György Sándor LIGETI  Régi magyar társas táncok “Old Hungarian Ballroom Dances”
   ~ probably the Hungarian modernist master’s most listenable and appealing work ~ for flute, clarinet, and string quartet

“Let me tell you an anecdote,” divulged Ligeti in an interview. “Some eight years ago, I read a review published in New York. It said the Six Bagatelles had been performed in the city and Ligeti who had so far written indigestible music, had at last produced some beautiful stuff. The critic had no idea when the quintet had been composed [it was 1953]. If my verbunkos arrangement Old Hungarian Ballroom Dances were to be played again, it could easily become my most popular composition, even though it is but the arrangement of pieces by Lavotta, Bihari, and Csermák.” János Lavotta (1764–1820), János Bihari (1764–1827), and Antal Csermák (1774–1822) were popular composers in the verbunkos (Hungarian dance and music) style. New York Times critic Anthony Tommasini finds that “Below the surface of this genial suite of dance tunes, you detect the young composer sticking it to the Soviet cultural police with seemingly ironic touches: sour voicing of chords; excessively filigreed clarinet riffs; sturdy bass lines that turn thumpy.”

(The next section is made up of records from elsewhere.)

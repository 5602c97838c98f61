//! Labeled training data drawn uniformly from the input domain and labeled
//! with the physics model. A fixed seed reproduces the dataset bit for bit.

use rand::{Rng, SeedableRng, rngs::StdRng};

use crate::error::PredictionError;
use super::features::FeatureVector;
use super::physics_model::{PowerInputs, panel_power_w};
use super::solar_geometry::sun_position;

pub const DEFAULT_SAMPLES: usize = 10_000;
pub const DEFAULT_SEED: u64 = 42;

#[derive(Debug, Clone, PartialEq)]
pub struct Dataset {
    pub features: Vec<Vec<f64>>,
    pub targets: Vec<f64>,
}

impl Dataset {
    pub fn len(&self) -> usize {
        self.targets.len()
    }

    pub fn is_empty(&self) -> bool {
        self.targets.is_empty()
    }
}

/// Draws one sample from the training domain.
pub fn draw_sample<R: Rng + ?Sized>(rng: &mut R) -> (FeatureVector, f64) {
    let latitude = rng.gen_range(-60.0..60.0);
    let longitude = rng.gen_range(-180.0..180.0);

    let panel_area = rng.gen_range(1.0..50.0);
    let tilt_angle = rng.gen_range(0.0..90.0);
    let azimuth_angle = rng.gen_range(0.0..360.0);

    let solar_irradiance = rng.gen_range(0.0..1000.0);
    let temperature = rng.gen_range(-10.0..45.0);
    let humidity = rng.gen_range(10.0..100.0);
    let wind_speed = rng.gen_range(0.0..20.0);
    let cloud_cover = rng.gen_range(0.0..100.0);

    let day_of_year = rng.gen_range(1..=365u32) as f64;
    let hour_of_day = rng.gen_range(0..=23u32) as f64;

    let sun = sun_position(latitude, day_of_year, hour_of_day);
    let power = panel_power_w(&PowerInputs {
        irradiance_w_m2: solar_irradiance,
        area_m2: panel_area,
        tilt_deg: tilt_angle,
        azimuth_deg: azimuth_angle,
        sun,
        temperature_c: temperature,
        cloud_cover_pct: cloud_cover,
    });

    let features = FeatureVector {
        latitude,
        longitude,
        panel_area,
        tilt_angle,
        azimuth_angle,
        solar_irradiance,
        temperature,
        humidity,
        wind_speed,
        cloud_cover,
        day_of_year,
        hour_of_day,
        sun_elevation: sun.elevation_deg,
        sun_azimuth: sun.azimuth_deg,
    };
    (features, power)
}

#[derive(Debug, Clone)]
pub struct SyntheticDataGenerator {
    pub n_samples: usize,
    pub seed: u64,
}

impl Default for SyntheticDataGenerator {
    fn default() -> Self {
        Self { n_samples: DEFAULT_SAMPLES, seed: DEFAULT_SEED }
    }
}

impl SyntheticDataGenerator {
    pub fn new(n_samples: usize, seed: u64) -> Self {
        Self { n_samples, seed }
    }

    pub fn generate(&self) -> Result<Dataset, PredictionError> {
        let mut rng = StdRng::seed_from_u64(self.seed);
        self.generate_with(&mut rng)
    }

    /// Same as [`generate`](Self::generate) with a caller-supplied random source.
    pub fn generate_with<R: Rng + ?Sized>(&self, rng: &mut R) -> Result<Dataset, PredictionError> {
        if self.n_samples < 2 {
            return Err(PredictionError::Training(format!(
                "at least 2 samples are needed, {} requested",
                self.n_samples
            )));
        }

        let mut features = Vec::with_capacity(self.n_samples);
        let mut targets = Vec::with_capacity(self.n_samples);
        for _ in 0..self.n_samples {
            let (fv, power) = draw_sample(rng);
            features.push(fv.to_row().to_vec());
            targets.push(power);
        }

        let daylight = targets.iter().filter(|p| **p > 0.0).count();
        tracing::info!(
            "generated {} synthetic samples (seed {}, {} with non-zero power)",
            self.n_samples,
            self.seed,
            daylight
        );

        Ok(Dataset { features, targets })
    }
}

Tommasini also provides the following background: “Born in 1923 to a Jewish family,...Ligeti was conscripted into a labor camp during the last phase of the war. In late 1945 he resumed his musical studies at the conservatory in Budapest. But in 1948 composers working in the People’s Republic of Hungary were subject to the Stalinist decree banning modern music.” Such were the circumstances under which Old Hungarian Ballroom Dances was written.

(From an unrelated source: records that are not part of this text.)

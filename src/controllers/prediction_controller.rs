use std::sync::Arc;
use std::time::Duration;

use axum::{
    Json,
    extract::{Path, Query, State},
    http::StatusCode,
    response::IntoResponse,
};
use chrono::{Local, Utc};

use crate::config::Config;
use crate::error::{ApiError, PredictionError};
use crate::models::api::{
    HealthStatus, ModelInfo, OptimalQuery, PredictRequest, PredictResponse, WeatherResponse,
};
use crate::models::prediction::{GeoLocation, Horizon, OptimalConfig, PanelConfig};
use crate::services::prediction_service::PredictionEngine;
use crate::services::trainer::TrainingReport;
use crate::services::weather_service;
use crate::shared_state::AppState;

/// POST /api/predict
/// Predict generation for a panel and compare it with the optimal orientation
///
/// Validates the location and panel, takes the weather from the request or
/// fetches it for the site, then returns the prediction for the requested
/// horizon next to the prediction for the recommended tilt/azimuth.
#[utoipa::path(
    post,
    path = "/api/predict",
    request_body = PredictRequest,
    responses(
        (status = 200, description = "Prediction and optimal comparison", body = PredictResponse),
        (status = 400, description = "Invalid location, panel or prediction type"),
        (status = 503, description = "No trained model is loaded yet")
    )
)]
pub async fn predict(
    State(state): State<AppState>,
    Json(req): Json<PredictRequest>,
) -> Result<Json<PredictResponse>, ApiError> {
    let location = GeoLocation::new(req.location.latitude, req.location.longitude)?;
    let panel = PanelConfig::new(req.panel_config.area, req.panel_config.tilt, req.panel_config.azimuth)?;
    let horizon: Horizon = req.prediction_type.as_deref().unwrap_or("daily").parse()?;
    let engine = state.engine()?;

    let mut rng = state.request_rng();
    let weather = match req.weather {
        Some(w) => w,
        None => {
            let cfg = &state.config.weather;
            weather_service::get_weather(
                location.latitude,
                location.longitude,
                cfg.offline_mode,
                Duration::from_secs(cfg.request_timeout_s),
                &mut rng,
            )
            .await
        }
    };

    let outcome = engine.compare_with_optimal(
        &location,
        &panel,
        &weather,
        horizon,
        Local::now().naive_local(),
        &mut rng,
    );
    tracing::info!(
        "{} prediction at ({:.4}, {:.4}): {:.1} Wh, optimal {:+.1}%",
        horizon,
        location.latitude,
        location.longitude,
        outcome.prediction.total_power,
        outcome.improvement_percentage
    );

    Ok(Json(PredictResponse {
        success: true,
        prediction: outcome.prediction,
        optimal_config: outcome.optimal_config,
        optimal_prediction: outcome.optimal_prediction,
        improvement_percentage: outcome.improvement_percentage,
        weather,
    }))
}

/// GET /api/weather/{lat}/{lon}
/// Current conditions for a site
///
/// Live Open-Meteo data when online, a generated demo reading otherwise.
#[utoipa::path(
    get,
    path = "/api/weather/{lat}/{lon}",
    params(
        ("lat" = f64, Path, description = "Latitude (°)"),
        ("lon" = f64, Path, description = "Longitude (°)")
    ),
    responses(
        (status = 200, description = "Weather reading", body = WeatherResponse),
        (status = 400, description = "Coordinates out of range")
    )
)]
pub async fn get_weather(
    Path((lat, lon)): Path<(f64, f64)>,
    State(state): State<AppState>,
) -> Result<Json<WeatherResponse>, ApiError> {
    let location = GeoLocation::new(Some(lat), Some(lon))?;
    let cfg = &state.config.weather;
    let mut rng = state.request_rng();
    let data = weather_service::get_weather(
        location.latitude,
        location.longitude,
        cfg.offline_mode,
        Duration::from_secs(cfg.request_timeout_s),
        &mut rng,
    )
    .await;
    Ok(Json(WeatherResponse { success: true, data }))
}

/// GET /api/optimal
/// Recommended tilt and azimuth for a latitude
#[utoipa::path(
    get,
    path = "/api/optimal",
    params(OptimalQuery),
    responses(
        (status = 200, description = "Recommended orientation", body = OptimalConfig),
        (status = 400, description = "Latitude out of range")
    )
)]
pub async fn get_optimal(Query(q): Query<OptimalQuery>) -> Result<Json<OptimalConfig>, ApiError> {
    if !(-90.0..=90.0).contains(&q.latitude) {
        return Err(PredictionError::Configuration(format!("latitude {} out of range", q.latitude)).into());
    }
    Ok(Json(PredictionEngine::get_optimal_configuration(q.latitude, q.longitude, q.area)))
}

/// GET /api/model
/// Active model and its holdout metrics
#[utoipa::path(
    get,
    path = "/api/model",
    responses(
        (status = 200, description = "Active model", body = ModelInfo),
        (status = 503, description = "No trained model is loaded yet")
    )
)]
pub async fn get_model_info(State(state): State<AppState>) -> Result<Json<ModelInfo>, ApiError> {
    let artifact = state.artifact()?;
    Ok(Json(ModelInfo {
        model_kind: artifact.report.model_kind,
        report: artifact.report.clone(),
        retraining: state.is_retraining(),
    }))
}

/// POST /api/model/retrain
/// Retrain on fresh synthetic data and publish the winner
///
/// Training runs on a blocking worker. Predictions keep using the previous
/// artifact until the new one is published.
#[utoipa::path(
    post,
    path = "/api/model/retrain",
    responses(
        (status = 200, description = "Report of the newly published model", body = TrainingReport),
        (status = 409, description = "A retrain is already running"),
        (status = 500, description = "Training failed")
    )
)]
pub async fn retrain_model(State(state): State<AppState>) -> Result<Json<TrainingReport>, ApiError> {
    let _guard = state.begin_retrain().ok_or(ApiError::RetrainInProgress)?;
    tracing::info!("retrain requested");

    let store = state.model_store.clone();
    let artifact = tokio::task::spawn_blocking(move || store.retrain())
        .await
        .map_err(|e| ApiError::Task(e.to_string()))??;

    let report = artifact.report.clone();
    state.publish_artifact(artifact);
    Ok(Json(report))
}

/// GET /api/health
#[utoipa::path(
    get,
    path = "/api/health",
    responses(
        (status = 200, description = "Service status", body = HealthStatus)
    )
)]
pub async fn health(State(state): State<AppState>) -> impl IntoResponse {
    let ready = state.is_model_ready();
    let status = HealthStatus {
        status: if ready { "ok" } else { "starting" }.to_string(),
        model_ready: ready,
        retraining: state.is_retraining(),
        started_at: state.started_at,
    };
    (StatusCode::OK, Json(status))
}

/// GET /api/config
/// Effective configuration (defaults applied)
#[utoipa::path(
    get,
    path = "/api/config",
    responses(
        (status = 200, description = "Effective configuration")
    )
)]
pub async fn get_config(State(config): State<Arc<Config>>) -> impl IntoResponse {
    Json(serde_json::json!({
        "config": &*config,
        "timestamp": Utc::now(),
    }))
}

#[cfg(test)]
mod tests {
    use super::*;
    use crate::models::api::{LocationInput, PanelConfigInput};
    use crate::models::weather::WeatherReading;
    use crate::services::model_store::{MemoryArtifactStore, ModelStore};
    use crate::services::test_support;

    fn ready_state() -> AppState {
        let mut config = Config::default();
        config.model.variation_seed = Some(1);
        let store = ModelStore::new(Box::new(MemoryArtifactStore::new()), test_support::small_trainer());
        let state = AppState::new(config, store);
        state.publish_artifact((*test_support::small_artifact()).clone());
        state
    }

    fn request(prediction_type: Option<&str>) -> PredictRequest {
        PredictRequest {
            location: LocationInput { latitude: Some(40.7128), longitude: Some(-74.006) },
            panel_config: PanelConfigInput { area: Some(10.0), tilt: None, azimuth: None },
            prediction_type: prediction_type.map(str::to_string),
            weather: Some(WeatherReading {
                solar_irradiance: Some(800.0),
                temperature: Some(25.0),
                cloud_cover: Some(20.0),
                ..Default::default()
            }),
        }
    }

    #[tokio::test]
    async fn predict_defaults_to_daily() {
        let Json(resp) = predict(State(ready_state()), Json(request(None))).await.unwrap();
        assert!(resp.success);
        assert_eq!(resp.prediction.horizon, Horizon::Daily);
        assert_eq!(resp.prediction.breakdown.len(), 24);
        assert_eq!(resp.optimal_config.azimuth, 180.0);
        assert_eq!(resp.weather.solar_irradiance, Some(800.0));
    }

    #[tokio::test]
    async fn predict_rejects_unknown_horizon() {
        let err = predict(State(ready_state()), Json(request(Some("yearly")))).await.unwrap_err();
        assert!(matches!(err, ApiError::Prediction(PredictionError::UnsupportedHorizon(_))));
    }

    #[tokio::test]
    async fn predict_rejects_missing_area() {
        let mut req = request(Some("weekly"));
        req.panel_config.area = None;
        let err = predict(State(ready_state()), Json(req)).await.unwrap_err();
        assert!(matches!(err, ApiError::Prediction(PredictionError::Configuration(_))));
    }

    #[tokio::test]
    async fn predict_without_model_is_unavailable() {
        let store = ModelStore::new(Box::new(MemoryArtifactStore::new()), test_support::small_trainer());
        let state = AppState::new(Config::default(), store);
        let err = predict(State(state), Json(request(None))).await.unwrap_err();
        assert!(matches!(err, ApiError::Prediction(PredictionError::ModelUnavailable)));
    }

    #[tokio::test]
    async fn optimal_for_southern_site_faces_north() {
        let q = OptimalQuery { latitude: -33.9, longitude: 18.4, area: 5.0 };
        let Json(cfg) = get_optimal(Query(q)).await.unwrap();
        assert_eq!(cfg.azimuth, 0.0);
        assert_eq!(cfg.tilt, 0.0);
    }

    #[tokio::test]
    async fn offline_weather_endpoint_answers() {
        let Json(resp) = get_weather(Path((45.07, 7.68)), State(ready_state())).await.unwrap();
        assert!(resp.success);
        assert_eq!(resp.data.forecast.len(), 8);
    }

    #[tokio::test]
    async fn concurrent_retrain_is_rejected() {
        let state = ready_state();
        let _running = state.begin_retrain().unwrap();
        let err = retrain_model(State(state)).await.unwrap_err();
        assert!(matches!(err, ApiError::RetrainInProgress));
    }
}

Antonín DVORÁK  Sonatina Op. 100
   ~ nicknamed “Indian Lament” after its wistful Larghetto, the Sonatina was written during the Czech composer’s stay in New York City, inspired by Native American melodies and Negro spirituals ~ arranged for clarinet and string quartet by the British clarinetist Jack Brymer from the original for violin and piano

In the book New Worlds of Dvorák by the Dvorák scholar Michael Beckerman, he has depicted a curiosity—an illustration of a poem by Anne Reeve Aldrich, “Music of Hungary,” dedicated to Dvorák, showing that the composer has crossed out every instance of the word “Hungary” and written in “Bohemia.” (Perhaps he was objecting to the poet’s conflation of his homeland with Hungary, whereas he would have strongly identified with Bohemia and would never have considered his homeland to be Hungary.) The poem appears in Aldrich’s book Songs about Life, Love and Death, published by Charles Scribner’s Sons in 1892.

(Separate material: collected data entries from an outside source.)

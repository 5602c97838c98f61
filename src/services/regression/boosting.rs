use rand::{SeedableRng, rngs::StdRng};
use serde::{Deserialize, Serialize};

use crate::config::GradientBoostingConfig;
use super::tree::{RegressionTree, TreeParams};

/// Least-squares gradient boosting: start from the mean and fit each stage
/// to the current residuals.
#[derive(Debug, Clone, PartialEq, Serialize, Deserialize)]
pub struct GradientBoosting {
    init: f64,
    learning_rate: f64,
    stages: Vec<RegressionTree>,
}

impl GradientBoosting {
    pub fn fit(x: &[Vec<f64>], y: &[f64], cfg: &GradientBoostingConfig, seed: u64) -> Self {
        let mut rng = StdRng::seed_from_u64(seed);
        let params = TreeParams {
            max_depth: Some(cfg.max_depth),
            min_samples_split: 2,
            min_samples_leaf: cfg.min_samples_leaf,
            max_features: None,
        };

        let n = y.len();
        let init = if n == 0 { 0.0 } else { y.iter().sum::<f64>() / n as f64 };
        let all: Vec<usize> = (0..n).collect();
        let mut current = vec![init; n];
        let mut residuals = vec![0.0; n];
        let mut stages = Vec::with_capacity(cfg.n_estimators);

        for _ in 0..cfg.n_estimators {
            for ((r, target), f) in residuals.iter_mut().zip(y).zip(&current) {
                *r = target - f;
            }
            let tree = RegressionTree::fit(x, &residuals, &all, &params, &mut rng);
            for (f, row) in current.iter_mut().zip(x) {
                *f += cfg.learning_rate * tree.predict(row);
            }
            stages.push(tree);
        }

        Self { init, learning_rate: cfg.learning_rate, stages }
    }

    pub fn n_stages(&self) -> usize {
        self.stages.len()
    }

    pub fn n_features(&self) -> usize {
        self.stages.first().map_or(0, |t| t.n_features())
    }

    pub fn predict(&self, row: &[f64]) -> f64 {
        self.init + self.learning_rate * self.stages.iter().map(|t| t.predict(row)).sum::<f64>()
    }
}

#[cfg(test)]
mod tests {
    use super::*;

    #[test]
    fn residual_fitting_reduces_error() {
        let x: Vec<Vec<f64>> = (0..120).map(|i| vec![i as f64]).collect();
        let y: Vec<f64> = x.iter().map(|r| (r[0] / 20.0).sin() * 10.0).collect();

        let sse = |m: &GradientBoosting| -> f64 {
            x.iter().zip(&y).map(|(r, t)| (m.predict(r) - t).powi(2)).sum()
        };

        let few = GradientBoosting::fit(&x, &y, &GradientBoostingConfig { n_estimators: 5, ..Default::default() }, 42);
        let many = GradientBoosting::fit(&x, &y, &GradientBoostingConfig { n_estimators: 80, ..Default::default() }, 42);

        assert_eq!(many.n_stages(), 80);
        assert!(sse(&many) < sse(&few));
        assert!(sse(&many) / 120.0 < 5.0, "mse {}", sse(&many) / 120.0);
    }

    #[test]
    fn zero_stages_predicts_the_mean() {
        let x = vec![vec![0.0], vec![1.0], vec![2.0]];
        let y = vec![1.0, 2.0, 6.0];
        let model = GradientBoosting::fit(&x, &y, &GradientBoostingConfig { n_estimators: 0, ..Default::default() }, 1);
        assert_eq!(model.predict(&[5.0]), 3.0);
    }
}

Zoltán KODÁLY  Intermezzo with folk airs
   ~ awash in beguiling Hungarian folk tunes, reflecting his deep interest in his native folk heritage

Both Dohnányi and Kodály were students at the Budapest Academy of Music, but their music took different paths. Dohnányi continued composing in the Brahmsian tradition, and Kodály became one of first and most significant figures in the field of ethnomusicology. In 1905 he visited many remote villages to collect authentic folk songs, transcribing and recording them on phonograph cylinders. In 1907 he joined the faculty at the Academy, and later became Dohnányi’s assistant when the latter was appointed director in February 1919, under the Soviet Republic government. However, in October, a new counter-Revolutionary interim government replaced him with the prominent violinist Jenö Hubay after Dohnányi had refused to dismiss Kodály from the Academy for his leftist leanings (he was later reinstated). In 1911, with the creation of the New Hungarian Music Society, Kodály and Dohnányi firmly established themselves alongside Bartók as a powerful force in Hungary’s developing musical culture.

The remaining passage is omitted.